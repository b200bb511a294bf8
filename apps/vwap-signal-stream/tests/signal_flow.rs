//! Signal Flow Integration Tests
//!
//! Runs the stream engine with the real dispatcher and REST client against a
//! mock option-chain API and watches the event hub.

#![allow(clippy::unwrap_used, clippy::expect_used)]

use std::sync::Arc;
use std::time::Duration;

use serde_json::json;
use tokio::sync::{broadcast, mpsc};
use tokio::time::timeout;
use tokio_util::sync::CancellationToken;
use wiremock::matchers::{method, path};
use wiremock::{Mock, MockServer, ResponseTemplate};

use vwap_signal_stream::application::ports::StreamEvent;
use vwap_signal_stream::domain::signal::TriggerState;
use vwap_signal_stream::domain::tick::QuoteFrameBuilder;
use vwap_signal_stream::{
    Credentials, DhanRestClient, EngineExit, EventHub, FixedOffsetClock, PipelineConfig, Signal,
    StreamEngine, TickPipeline, TokioSignalDispatcher, Underlying,
};

// 2024-06-03 09:15:00 UTC
const OPEN: i32 = 1_717_406_100;

struct Harness {
    frames: mpsc::Sender<Vec<u8>>,
    events: broadcast::Receiver<StreamEvent>,
    cancel: CancellationToken,
    engine: tokio::task::JoinHandle<(TickPipeline, EngineExit)>,
}

fn start(server: &MockServer) -> Harness {
    let rest = DhanRestClient::new(
        server.uri(),
        Credentials::new("tok".to_string(), "cid".to_string()),
        Duration::ZERO,
    )
    .unwrap();

    let (outcome_tx, outcome_rx) = mpsc::unbounded_channel();
    let dispatcher = TokioSignalDispatcher::new(
        Arc::new(rest),
        Underlying::default(),
        Duration::from_secs(5),
        outcome_tx,
    );

    let hub = Arc::new(EventHub::new(64));
    let events = hub.subscribe();
    let pipeline = TickPipeline::new(
        PipelineConfig::default(),
        Arc::new(FixedOffsetClock::utc()),
        Arc::new(dispatcher),
        hub,
    );

    let (frames, frame_rx) = mpsc::channel(16);
    let cancel = CancellationToken::new();
    let engine = tokio::spawn(
        StreamEngine::new(pipeline, frame_rx, outcome_rx, cancel.clone()).run(),
    );

    Harness {
        frames,
        events,
        cancel,
        engine,
    }
}

async fn mount_chain(server: &MockServer, call_oi: u64, put_oi: u64) {
    Mock::given(method("POST"))
        .and(path("/optionchain/expirylist"))
        .respond_with(
            ResponseTemplate::new(200)
                .set_body_json(json!({"status": "success", "data": ["2024-06-07"]})),
        )
        .mount(server)
        .await;
    Mock::given(method("POST"))
        .and(path("/optionchain"))
        .respond_with(ResponseTemplate::new(200).set_body_json(json!({
            "status": "success",
            "data": {"oc": {
                "75000.000000": {
                    "ce": {"oi": call_oi, "last_price": 120.0},
                    "pe": {"oi": put_oi, "last_price": 95.0}
                }
            }}
        })))
        .mount(server)
        .await;
}

async fn next_signal(events: &mut broadcast::Receiver<StreamEvent>) -> StreamEvent {
    timeout(Duration::from_secs(5), async {
        loop {
            if let event @ StreamEvent::SignalGenerated(_) = events.recv().await.unwrap() {
                return event;
            }
        }
    })
    .await
    .unwrap()
}

#[tokio::test]
async fn touch_produces_signal_event() {
    let server = MockServer::start().await;
    mount_chain(&server, 2_000, 1_000).await;
    let mut harness = start(&server);

    let frame = QuoteFrameBuilder::new(75_000.0, 10, OPEN, 500).build();
    tokio_test::assert_ok!(harness.frames.send(frame).await);

    let StreamEvent::SignalGenerated(report) = next_signal(&mut harness.events).await else {
        unreachable!();
    };
    assert_eq!(report.signal, Signal::BuyPut);
    assert!((report.pcr - 0.5).abs() < 1e-9);
    assert_eq!(report.total_call_oi, 2_000);
    assert_eq!(report.expiry.as_deref(), Some("2024-06-07"));

    harness.cancel.cancel();
    let (pipeline, exit) = harness.engine.await.unwrap();
    assert_eq!(exit, EngineExit::Cancelled);
    let stats = pipeline.stats().snapshot();
    assert_eq!(stats.signals_dispatched, 1);
    assert_eq!(stats.signals_generated, 1);
    // Success keeps the latch until the candle closes.
    assert!(matches!(
        pipeline.trigger_state(),
        TriggerState::Cooldown { .. }
    ));
}

#[tokio::test]
async fn failed_lookup_re_arms_within_candle() {
    let server = MockServer::start().await;
    Mock::given(method("POST"))
        .respond_with(ResponseTemplate::new(500).set_body_string("upstream down"))
        .mount(&server)
        .await;
    let harness = start(&server);

    harness
        .frames
        .send(QuoteFrameBuilder::new(75_000.0, 10, OPEN, 500).build())
        .await
        .unwrap();

    // Wait for the failure to come back through the engine.
    for _ in 0..100 {
        if server.received_requests().await.is_some_and(|r| !r.is_empty()) {
            break;
        }
        tokio::time::sleep(Duration::from_millis(10)).await;
    }
    tokio::time::sleep(Duration::from_millis(50)).await;

    // Same candle, still near VWAP: fires again.
    harness
        .frames
        .send(QuoteFrameBuilder::new(75_002.0, 10, OPEN + 30, 600).build())
        .await
        .unwrap();
    drop(harness.frames);

    let (pipeline, exit) = timeout(Duration::from_secs(5), harness.engine)
        .await
        .unwrap()
        .unwrap();
    assert_eq!(exit, EngineExit::FeedClosed);

    let stats = pipeline.stats().snapshot();
    assert_eq!(stats.signals_dispatched, 2);
    assert!(stats.dispatch_failures >= 1);
    assert_eq!(stats.signals_generated, 0);
}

____________________

** About this exercise **
The entries above are to be retyped exactly.

** Solution to the exercise **
repository b200bb511a294bf8
filename apps/vwap-signal-stream/tests/signal_flow.rs
//! Signal Flow Integration Tests
//!
//! Runs the stream engine with the real dispatcher and REST client against a
//! mock option-chain API and watches the event hub.

#![allow(clippy::unwrap_used, clippy::expect_used)]

use std::sync::Arc;
use std::time::Duration;

use serde_json::json;
use tokio::sync::{broadcast, mpsc};
use tokio::time::timeout;
use tokio_util::sync::CancellationToken;
use wiremock::matchers::{method, path};
use wiremock::{Mock, MockServer, ResponseTemplate};

use vwap_signal_stream::application::ports::StreamEvent;
use vwap_signal_stream::domain::signal::TriggerState;
use vwap_signal_stream::domain::tick::QuoteFrameBuilder;
use vwap_signal_stream::{
    Credentials, DhanRestClient, EngineExit, EventHub, FixedOffsetClock, PipelineConfig, Signal,
    StreamEngine, TickPipeline, TokioSignalDispatcher, Underlying,
};

// 2024-06-03 09:15:00 UTC
const OPEN: i32 = 1_717_406_100;

struct Harness {
    frames: mpsc::Sender<Vec<u8>>,
    events: broadcast::Receiver<StreamEvent>,
    cancel: CancellationToken,
    engine: tokio::task::JoinHandle<(TickPipeline, EngineExit)>,
}

fn start(server: &MockServer) -> Harness {
    let rest = DhanRestClient::new(
        server.uri(),
        Credentials::new("tok".to_string(), "cid".to_string()),
        Duration::ZERO,
    )
    .unwrap();

    let (outcome_tx, outcome_rx) = mpsc::unbounded_channel();
    let dispatcher = TokioSignalDispatcher::new(
        Arc::new(rest),
        Underlying::default(),
        Duration::from_secs(5),
        outcome_tx,
    );

    let hub = Arc::new(EventHub::new(64));
    let events = hub.subscribe();
    let pipeline = TickPipeline::new(
        PipelineConfig::default(),
        Arc::new(FixedOffsetClock::utc()),
        Arc::new(dispatcher),
        hub,
    );

    let (frames, frame_rx) = mpsc::channel(16);
    let cancel = CancellationToken::new();
    let engine = tokio::spawn(
        StreamEngine::new(pipeline, frame_rx, outcome_rx, cancel.clone()).run(),
    );

    Harness {
        frames,
        events,
        cancel,
        engine,
    }
}

async fn mount_chain(server: &MockServer, call_oi: u64, put_oi: u64) {
    Mock::given(method("POST"))
        .and(path("/optionchain/expirylist"))
        .respond_with(
            ResponseTemplate::new(200)
                .set_body_json(json!({"status": "success", "data": ["2024-06-07"]})),
        )
        .mount(server)
        .await;
    Mock::given(method("POST"))
        .and(path("/optionchain"))
        .respond_with(ResponseTemplate::new(200).set_body_json(json!({
            "status": "success",
            "data": {"oc": {
                "75000.000000": {
                    "ce": {"oi": call_oi, "last_price": 120.0},
                    "pe": {"oi": put_oi, "last_price": 95.0}
                }
            }}
        })))
        .mount(server)
        .await;
}

async fn next_signal(events: &mut broadcast::Receiver<StreamEvent>) -> StreamEvent {
    timeout(Duration::from_secs(5), async {
        loop {
            if let event @ StreamEvent::SignalGenerated(_) = events.recv().await.unwrap() {
                return event;
            }
        }
    })
    .await
    .unwrap()
}

#[tokio::test]
async fn touch_produces_signal_event() {
    let server = MockServer::start().await;
    mount_chain(&server, 2_000, 1_000).await;
    let mut harness = start(&server);

    let frame = QuoteFrameBuilder::new(75_000.0, 10, OPEN, 500).build();
    tokio_test::assert_ok!(harness.frames.send(frame).await);

    let StreamEvent::SignalGenerated(report) = next_signal(&mut harness.events).await else {
        unreachable!();
    };
    assert_eq!(report.signal, Signal::BuyPut);
    assert!((report.pcr - 0.5).abs() < 1e-9);
    assert_eq!(report.total_call_oi, 2_000);
    assert_eq!(report.expiry.as_deref(), Some("2024-06-07"));

    harness.cancel.cancel();
    let (pipeline, exit) = harness.engine.await.unwrap();
    assert_eq!(exit, EngineExit::Cancelled);
    let stats = pipeline.stats().snapshot();
    assert_eq!(stats.signals_dispatched, 1);
    assert_eq!(stats.signals_generated, 1);
    // Success keeps the latch until the candle closes.
    assert!(matches!(
        pipeline.trigger_state(),
        TriggerState::Cooldown { .. }
    ));
}

#[tokio::test]
async fn failed_lookup_re_arms_within_candle() {
    let server = MockServer::start().await;
    Mock::given(method("POST"))
        .respond_with(ResponseTemplate::new(500).set_body_string("upstream down"))
        .mount(&server)
        .await;
    let harness = start(&server);

    harness
        .frames
        .send(QuoteFrameBuilder::new(75_000.0, 10, OPEN, 500).build())
        .await
        .unwrap();

    // Wait for the failure to come back through the engine.
    for _ in 0..100 {
        if server.received_requests().await.is_some_and(|r| !r.is_empty()) {
            break;
        }
        tokio::time::sleep(Duration::from_millis(10)).await;
    }
    tokio::time::sleep(Duration::from_millis(50)).await;

    // Same candle, still near VWAP: fires again.
    harness
        .frames
        .send(QuoteFrameBuilder::new(75_002.0, 10, OPEN + 30, 600).build())
        .await
        .unwrap();
    drop(harness.frames);

    let (pipeline, exit) = timeout(Duration::from_secs(5), harness.engine)
        .await
        .unwrap()
        .unwrap();
    assert_eq!(exit, EngineExit::FeedClosed);

    let stats = pipeline.stats().snapshot();
    assert_eq!(stats.signals_dispatched, 2);
    assert!(stats.dispatch_failures >= 1);
    assert_eq!(stats.signals_generated, 0);
}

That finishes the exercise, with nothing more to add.